Non c’è magia più grande di quella dentro di te

Questa è una frase che in molti modi può essere molto esoterica. Oggi vorrei invitarti a riflettere su questo punto da un’altra prospettiva, da quella biologica.

Questa settimana ho avuto la possibilità di partecipare a un seminario sull’esperienza somatica che è una forma di terapia orientata a trasformare le esperienze traumatiche in risorse.

È stato sviluppato da un medico e biologo chiamato Peter Levine e ho deciso di unirmi perché avevo già fatto una sessione che ha cambiato il modo in cui mi guardo.

Anche se non me ne sono reso conto fino alla fine del seminario, sono andato perché volevo veramente capire la magia all’interno della tecnica.

I primi giorni ho capito la struttura della sessione che ho avuto qualche tempo fa e mi è sembrato davvero potente perché era puramente una forma data dal facilitatore, ma non avevo ancora trovato la “magia”.

Tutto cominciò a cambiare quando questo meraviglioso brasiliano di nome Paulo (che era il vice professore del mio gruppo) una mattina disse: “Sapere se il trauma, anche sapendo come curare il trauma, non significa che tu abbia guarito i tuoi traumi”. una domanda dentro di me, che cosa guarisce il trauma allora?

Se ciò non bastasse, poche ore dopo, ha detto “Assolutamente nessuno può curare il tuo trauma per te, tranne te stesso con il tuo corpo”. Poi, ho iniziato a capire che “la magia” non era fuori. La magia consisteva nel confidare nell’inimmaginabile capacità biologica che il corpo ha di rinnovare, ripristinare, rinnovare e recuperare se stesso, indipendentemente da ciò che è stato vissuto prima. Perché è vivo, come ho sempre detto, quindi è più forte di qualsiasi cosa abbia affrontato in passato.

Quindi, dal mio punto di vista, ciò che accade in una sessione è una trasformazione del trauma, è aiutare il corpo a ricordare, ripristinare e recuperare l’immensa risorsa che la situazione gli ha lasciato e forse è ancora inosservata, perché si è congelata.

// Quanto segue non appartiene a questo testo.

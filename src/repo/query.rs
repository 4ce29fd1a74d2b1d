//! Queries across every registered repository

use super::{is_mutable, QueryResult, Registry, RepoManager};
use crate::error::{GxrError, GxrResult};
use futures_util::stream::{self, StreamExt, TryStreamExt};
use tracing::{debug, info};

/// A repository whose cached root was refreshed
#[derive(Debug, Clone, PartialEq, Eq)]
pub struct Refreshed {
    pub name: String,
    pub root: String,
    pub identifier: String,
}

impl RepoManager<'_> {
    /// Find which repositories publish `package`.
    ///
    /// Repositories are fetched one at a time, with the resolution cache
    /// enabled. The first fetch failure fails the whole query.
    pub async fn query(&self, registry: &Registry, package: &str) -> GxrResult<QueryResult> {
        self.query_with_progress(registry, package, 1, |_| {}).await
    }

    /// Like [`query`](Self::query), with up to `jobs` fetches in flight.
    ///
    /// On the first failure the remaining fetches are dropped.
    pub async fn query_concurrent(
        &self,
        registry: &Registry,
        package: &str,
        jobs: usize,
    ) -> GxrResult<QueryResult> {
        self.query_with_progress(registry, package, jobs, |_| {}).await
    }

    /// Query with a callback invoked after each repository is fetched
    pub async fn query_with_progress<F>(
        &self,
        registry: &Registry,
        package: &str,
        jobs: usize,
        on_fetched: F,
    ) -> GxrResult<QueryResult>
    where
        F: Fn(&str),
    {
        let mut results = QueryResult::new();

        if jobs <= 1 {
            for (name, root) in registry {
                let listing = self.fetch_repo(root, true).await?;
                on_fetched(name);
                if let Some(id) = listing.get(package) {
                    results.insert(name.clone(), id.clone());
                }
            }
            return Ok(results);
        }

        let on_fetched = &on_fetched;
        let matches: Vec<Option<(String, String)>> = stream::iter(registry)
            .map(move |(name, root)| async move {
                let listing = self.fetch_repo(root, true).await?;
                on_fetched(name);
                Ok::<_, GxrError>(listing.get(package).map(|id| (name.clone(), id.clone())))
            })
            .buffer_unordered(jobs)
            .try_collect()
            .await?;

        results.extend(matches.into_iter().flatten());
        Ok(results)
    }

    /// Re-resolve mutable repository roots, bypassing the cache.
    ///
    /// With `only`, just that repository is refreshed. Immutable roots are
    /// skipped. Stops at the first failure.
    pub async fn update_cache(
        &self,
        registry: &Registry,
        only: Option<&str>,
    ) -> GxrResult<Vec<Refreshed>> {
        if let Some(name) = only {
            if !registry.contains_key(name) {
                return Err(GxrError::RepoNotFound(name.to_string()));
            }
        }

        let mut refreshed = Vec::new();
        for (name, root) in registry {
            if only.is_some_and(|o| o != name.as_str()) {
                continue;
            }
            if !is_mutable(root) {
                debug!("skipping {}: {} is immutable", name, root);
                continue;
            }

            let identifier = self.resolve_name(root, false).await?;
            info!("refreshed {} ({}) -> {}", name, root, identifier);
            refreshed.push(Refreshed {
                name: name.clone(),
                root: root.clone(),
                identifier,
            });
        }

        Ok(refreshed)
    }
}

Si tratta di riconnettersi con la forza vitale che è ancora lì, che non è svanita e che in effetti è molto probabilmente ciò che le ha dato la forza per sopravvivere.
E poi, trovo un nuovo significato nella parola “sopravvivere”. Sembra che alcuni lo capiscano come “a malapena vivo”, un po ‘come se non ti godessi la vita o la vita non fosse abbastanza, come se sopravvivere non fosse abbastanza nell’angoscia della vita, come se sopravvivere significasse qualcosa di simile “Morirò”. Ora vedo che “sopravvivere” è l’esperienza di vivere qualunque cosa sia accaduta e di vivere con la forza della vita.

Quindi significa che eri più forte di qualsiasi cosa vivessi o di ciò che ti è successo. Posso affermare categoricamente perché sei vivo, stai leggendo questi pensieri e precisamente questa è l’energia che trasforma il mondo, il tuo mondo. Lo stesso che inizia riconnettendosi con la saggezza biologica che il tuo corpo ha, ascoltandolo, dandogli un po ‘di spazio per esprimersi, per abitarlo.

Sembra così semplice, ma è una grande sfida. Conoscerlo è solo il primo passo. E tu? Abiti nel tuo corpo? Hai sentito la magia dentro?